Por Gustavo Zandonadi, especial para NOVA
Hace 21 años, la Selección Olímpica escribió una página gloriosa en la historia del fútbol argentino. Invicto, el equipo de Marcelo Bielsa ganó la medalla de oro en fútbol, algo que estuvo cerca pero se negó en 1928 y en 1996.
El 28 de agosto de 2004 Argentina volvió a ser campeón. No fue en el Maracaná ni en Wembley, sino en Atenas, cuna de los Juegos Olímpicos y símbolo de la épica.
Allí, un grupo de jóvenes liderados por Marcelo Bielsa -que venía del fracaso en el Mundial 2002- le hizo chapa y pintura al orgullo del futbolero argentino, averiado desde la vergonzosa eliminación de la Copa del Mundo disputada dos años antes.
La campaña fue perfecta. Seis partidos, seis victorias. Diecisiete goles a favor, ninguno en contra. Un equipo que no solo ganó, sino que enseñó. Que no solo compitió, sino que representó.
En fase de grupos Argentina venció 2–0 Túnez, aplastó a Serbia y Montenegro por 6-0 y le ganó 1–0 a Australia. En cuartos de final destrozó a Costa Rica por 4-0 y en semifinales dejó afuera -como en el Mundial 90- a Italia, al ganarle por 3-0. En el último partido superó a Paraguay por 1-0.
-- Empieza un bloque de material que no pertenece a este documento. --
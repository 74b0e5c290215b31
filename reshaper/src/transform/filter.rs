//! Declarative row filters over [`Record`]s.
//!
//! Filters select the rows a chart needs before pivoting. They are plain data
//! (serde-tagged like the rest of the settings) and compose with [`Filter::all`]
//! and [`Filter::any`].
//!
//! ```rust,ignore
//! let f = Filter::all(vec![
//!     Filter::code("i1").eq(2),
//!     Filter::code("r1").eq(3),
//!     Filter::code("r3").ne(0),
//! ]);
//! let federal = f.apply(&records);
//! ```
//!
//! A record without a code compares unequal to everything: every comparison
//! on a missing code is false except `ne`, which is true.

use serde::{Deserialize, Serialize};

use crate::models::{Record, RecordSet};

/// Comparison applied to a classification code.
#[derive(Debug, Clone, Copy, PartialEq, Eq, Serialize, Deserialize)]
#[serde(rename_all = "snake_case")]
pub enum Comparison {
    Eq,
    Ne,
    Lt,
    Le,
    Gt,
    Ge,
}

impl Comparison {
    fn test(self, actual: Option<i64>, expected: i64) -> bool {
        match (self, actual) {
            (Comparison::Ne, None) => true,
            (_, None) => false,
            (Comparison::Eq, Some(a)) => a == expected,
            (Comparison::Ne, Some(a)) => a != expected,
            (Comparison::Lt, Some(a)) => a < expected,
            (Comparison::Le, Some(a)) => a <= expected,
            (Comparison::Gt, Some(a)) => a > expected,
            (Comparison::Ge, Some(a)) => a >= expected,
        }
    }
}

/// A predicate over records.
#[derive(Debug, Clone, PartialEq, Serialize, Deserialize)]
#[serde(tag = "type", rename_all = "snake_case")]
pub enum Filter {
    /// Every inner filter matches (true when empty)
    All { filters: Vec<Filter> },

    /// At least one inner filter matches (false when empty)
    Any { filters: Vec<Filter> },

    /// Inner filter does not match
    Not { filter: Box<Filter> },

    /// Compare a code with a constant
    Code { code: String, op: Comparison, value: i64 },

    /// Code is one of the listed values
    CodeIn { code: String, values: Vec<i64> },

    /// Period is one of the listed values
    PeriodIn { periods: Vec<i32> },

    /// Period lies in `start..=end`
    PeriodRange { start: i32, end: i32 },

    /// Entity is one of the listed names (case-insensitive)
    EntityIn { entities: Vec<String> },

    /// Category is one of the listed names
    CategoryIn { categories: Vec<String> },
}

impl Filter {
    pub fn all(filters: Vec<Filter>) -> Self {
        Filter::All { filters }
    }

    pub fn any(filters: Vec<Filter>) -> Self {
        Filter::Any { filters }
    }

    pub fn negate(self) -> Self {
        Filter::Not { filter: Box::new(self) }
    }

    /// Start a filter on classification code `name`.
    pub fn code(name: &str) -> CodeFilter {
        CodeFilter { code: name.to_string() }
    }

    pub fn periods(periods: &[i32]) -> Self {
        Filter::PeriodIn { periods: periods.to_vec() }
    }

    pub fn period_range(start: i32, end: i32) -> Self {
        Filter::PeriodRange { start, end }
    }

    pub fn entities<S: AsRef<str>>(entities: &[S]) -> Self {
        Filter::EntityIn {
            entities: entities.iter().map(|e| e.as_ref().to_lowercase()).collect(),
        }
    }

    pub fn categories<S: AsRef<str>>(categories: &[S]) -> Self {
        Filter::CategoryIn {
            categories: categories.iter().map(|c| c.as_ref().to_string()).collect(),
        }
    }

    /// Combine with another filter; both must match.
    pub fn and(self, other: Filter) -> Self {
        match self {
            Filter::All { mut filters } => {
                filters.push(other);
                Filter::All { filters }
            }
            first => Filter::All { filters: vec![first, other] },
        }
    }

    /// Combine with another filter; either may match.
    pub fn or(self, other: Filter) -> Self {
        match self {
            Filter::Any { mut filters } => {
                filters.push(other);
                Filter::Any { filters }
            }
            first => Filter::Any { filters: vec![first, other] },
        }
    }

    /// Whether `record` passes this filter.
    pub fn matches(&self, record: &Record) -> bool {
        match self {
            Filter::All { filters } => filters.iter().all(|f| f.matches(record)),
            Filter::Any { filters } => filters.iter().any(|f| f.matches(record)),
            Filter::Not { filter } => !filter.matches(record),
            Filter::Code { code, op, value } => op.test(record.code(code), *value),
            Filter::CodeIn { code, values } => record
                .code(code)
                .is_some_and(|c| values.contains(&c)),
            Filter::PeriodIn { periods } => periods.contains(&record.period),
            Filter::PeriodRange { start, end } => (*start..=*end).contains(&record.period),
            Filter::EntityIn { entities } => {
                let entity = record.entity.to_lowercase();
                entities.iter().any(|e| e.to_lowercase() == entity)
            }
            Filter::CategoryIn { categories } => categories.iter().any(|c| *c == record.category),
        }
    }

    /// A new record set holding the matching records, in their original order.
    pub fn apply(&self, records: &RecordSet) -> RecordSet {
        let kept = records.iter().filter(|r| self.matches(r)).cloned().collect();
        RecordSet::new(kept, records.headers().to_vec())
    }
}

/// Builder returned by [`Filter::code`].
#[derive(Debug, Clone)]
pub struct CodeFilter {
    code: String,
}

impl CodeFilter {
    fn compare(self, op: Comparison, value: i64) -> Filter {
        Filter::Code { code: self.code, op, value }
    }

    pub fn eq(self, value: i64) -> Filter {
        self.compare(Comparison::Eq, value)
    }

    pub fn ne(self, value: i64) -> Filter {
        self.compare(Comparison::Ne, value)
    }

    pub fn lt(self, value: i64) -> Filter {
        self.compare(Comparison::Lt, value)
    }

    pub fn le(self, value: i64) -> Filter {
        self.compare(Comparison::Le, value)
    }

    pub fn gt(self, value: i64) -> Filter {
        self.compare(Comparison::Gt, value)
    }

    pub fn ge(self, value: i64) -> Filter {
        self.compare(Comparison::Ge, value)
    }

    pub fn is_in(self, values: &[i64]) -> Filter {
        Filter::CodeIn { code: self.code, values: values.to_vec() }
    }
}

#[cfg(test)]
mod tests {
    use super::*;

    fn records() -> RecordSet {
        RecordSet::from_records(vec![
            Record::new("Moscow", "tax_to_fed", 2011, 1.0).with_code("i1", 1).with_code("r3", 0),
            Record::new("tver oblast", "tax_to_fed", 2021, 2.0).with_code("i1", 1).with_code("r3", 3),
            Record::new("", "fed_tax_revenue", 2021, 3.0).with_code("i1", 2),
        ])
    }

    #[test]
    fn test_code_comparisons() {
        let set = records();
        assert_eq!(Filter::code("i1").eq(1).apply(&set).len(), 2);
        assert_eq!(Filter::code("r3").gt(0).apply(&set).len(), 1);
        assert_eq!(Filter::code("i1").is_in(&[2, 5]).apply(&set).len(), 1);
    }

    #[test]
    fn test_missing_code_only_matches_ne() {
        let set = records();
        // the federal row has no r3
        assert_eq!(Filter::code("r3").eq(0).apply(&set).len(), 1);
        assert_eq!(Filter::code("r3").ne(0).apply(&set).len(), 2);
        assert_eq!(Filter::code("r3").is_in(&[0, 3]).apply(&set).len(), 2);
    }

    #[test]
    fn test_composition() {
        let set = records();
        let f = Filter::code("i1").eq(1).and(Filter::periods(&[2021]));
        assert_eq!(f.apply(&set).records()[0].entity, "tver oblast");

        let f = Filter::code("i1").eq(2).or(Filter::entities(&["MOSCOW"]));
        assert_eq!(f.apply(&set).len(), 2);

        let f = Filter::code("i1").eq(1).negate();
        assert_eq!(f.apply(&set).len(), 1);
    }

    #[test]
    fn test_period_range_inclusive() {
        let f = Filter::period_range(2011, 2020);
        assert_eq!(f.apply(&records()).len(), 1);
    }

    #[test]
    fn test_empty_combinators() {
        let r = Record::new("x", "y", 2000, 0.0);
        assert!(Filter::all(vec![]).matches(&r));
        assert!(!Filter::any(vec![]).matches(&r));
    }

    #[test]
    fn test_filter_deserializes_from_json() {
        let json = r#"{ "type": "all", "filters": [
            { "type": "code", "code": "i1", "op": "eq", "value": 1 },
            { "type": "period_in", "periods": [2011, 2021] }
        ] }"#;
        let f: Filter = serde_json::from_str(json).unwrap();
        assert_eq!(f, Filter::code("i1").eq(1).and(Filter::periods(&[2011, 2021])));
    }
}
Por reglamento, todos los jugadores debían tener menos de 23 años, salvo tres refuerzos mayores, que fueron Roberto Ayala, Gabriel Heinze y Cristian “Kily” González.
En la cancha, el equipo fue un reloj suizo. Javier Mascherano cortaba, Andrés D’Alessandro creaba y Carlos Tévez definía. Ese equipazo no tuvo rival.
Plantel argentino, campeón olímpico 2004
Germán Lux, Wilfredo Caballero (arqueros), Roberto Ayala, Fabricio Coloccini, Gabriel Heinze, Clemente Rodríguez, Leandro Fernández (defensores); Javier Mascherano, Cristian “Kily” González, Andrés D’Alessandro, Luis González, Nicolás Medina (volantes), César Delgado, Carlos Tevez; Mauro Rosales, Javier Saviola, Mariano González y Luciano Figueroa (delanteros).